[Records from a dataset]
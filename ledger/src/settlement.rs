//! Settlement plans: the output of the Validating and Computing phases.
//!
//! A [`Settlement`] describes every effect an operation will have before any
//! effect happens. Planning never mutates state, so a failed plan leaves the
//! ledger untouched.

use serde::{Deserialize, Serialize};
use splitpay_types::{Address, Amount, Asset};

use crate::error::LedgerError;
use crate::host::AssetHost;
use crate::request::ValidatedRequest;
use crate::state::LedgerState;
use crate::{combined, distribution, escrow, fees};

/// Where the distributed amounts go.
#[derive(Clone, Copy, Debug, PartialEq, Eq, Serialize, Deserialize)]
#[serde(rename_all = "snake_case")]
pub enum Routing {
    /// Transferred to each payee during the call.
    Direct,
    /// Credited to each payee's escrow balance for later withdrawal.
    Escrow,
}

/// One payee's share.
#[derive(Clone, Debug, PartialEq, Eq, Serialize, Deserialize)]
pub struct Payout {
    pub payee: Address,
    pub amount: Amount,
}

/// The distribution flavours a ledger can run.
#[derive(Clone, Copy, Debug, PartialEq, Eq)]
pub enum DistributionKind {
    /// Direct transfer, no fee.
    Plain,
    /// Escrow credit, no fee.
    Escrow,
    /// Direct transfer plus fee accrual.
    Fee,
    /// Escrow credit plus fee accrual, one pass.
    EscrowFee,
}

impl DistributionKind {
    /// Run the Computing phase for this flavour against current state.
    pub fn plan(
        &self,
        validated: &ValidatedRequest<'_>,
        state: &LedgerState,
    ) -> Result<Settlement, LedgerError> {
        match self {
            DistributionKind::Plain => distribution::plan(validated),
            DistributionKind::Escrow => escrow::plan(validated, &state.escrow),
            DistributionKind::Fee => fees::plan(validated, &state.fees),
            DistributionKind::EscrowFee => combined::plan(validated, &state.escrow, &state.fees),
        }
    }
}

/// Every effect of one distribution, computed up front.
#[derive(Clone, Debug, PartialEq, Eq, Serialize, Deserialize)]
pub struct Settlement {
    pub asset: Asset,
    pub caller: Address,
    pub routing: Routing,
    /// Payee shares in input order.
    pub payouts: Vec<Payout>,
    /// Sum of the payee shares.
    pub total: Amount,
    /// Fee added to the asset's pool.
    pub fee: Amount,
    /// `total + fee`: the exact native value to attach, or the token balance
    /// the caller must hold.
    pub required: Amount,
    /// Token amount moved from the caller into ledger custody in one pull.
    pub custody_pull: Amount,
}

impl Settlement {
    pub(crate) fn build(
        validated: &ValidatedRequest<'_>,
        routing: Routing,
        fee: Amount,
    ) -> Result<Self, LedgerError> {
        let request = validated.request;
        let required = validated
            .total
            .checked_add(fee)
            .ok_or(LedgerError::Overflow)?;
        let custody_pull = match (request.asset, routing) {
            (Asset::Native, _) => 0,
            (Asset::Token(_), Routing::Direct) => fee,
            (Asset::Token(_), Routing::Escrow) => required,
        };
        let payouts = request
            .entries()
            .map(|(payee, amount)| Payout {
                payee: *payee,
                amount,
            })
            .collect();
        Ok(Self {
            asset: request.asset,
            caller: request.caller,
            routing,
            payouts,
            total: validated.total,
            fee,
            required,
            custody_pull,
        })
    }

    /// Check the caller has funded the settlement.
    ///
    /// Native: the attached value must equal `required` exactly. Token: no
    /// native value may be attached, and the caller must hold `required`.
    pub fn check_funding(
        &self,
        attached_value: Amount,
        host: &dyn AssetHost,
    ) -> Result<(), LedgerError> {
        match self.asset {
            Asset::Native => {
                if attached_value != self.required {
                    return Err(LedgerError::ValueMismatch {
                        attached: attached_value,
                        required: self.required,
                    });
                }
            }
            Asset::Token(_) => {
                if attached_value != 0 {
                    return Err(LedgerError::ValueMismatch {
                        attached: attached_value,
                        required: 0,
                    });
                }
                let available = host.available(&self.asset, &self.caller);
                if available < self.required {
                    return Err(LedgerError::InsufficientBalance {
                        holder: self.caller,
                        available,
                        required: self.required,
                    });
                }
            }
        }
        Ok(())
    }
}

- [TASK DETAILS]
The answer must consist of each line from the data that includes the string "derive".

- [RESPONSE]
#[derive(Clone, Copy, Debug, PartialEq, Eq, Serialize, Deserialize)]
#[derive(Clone, Debug, PartialEq, Eq, Serialize, Deserialize)]
#[derive(Clone, Copy, Debug, PartialEq, Eq)]
#[derive(Clone, Debug, PartialEq, Eq, Serialize, Deserialize)]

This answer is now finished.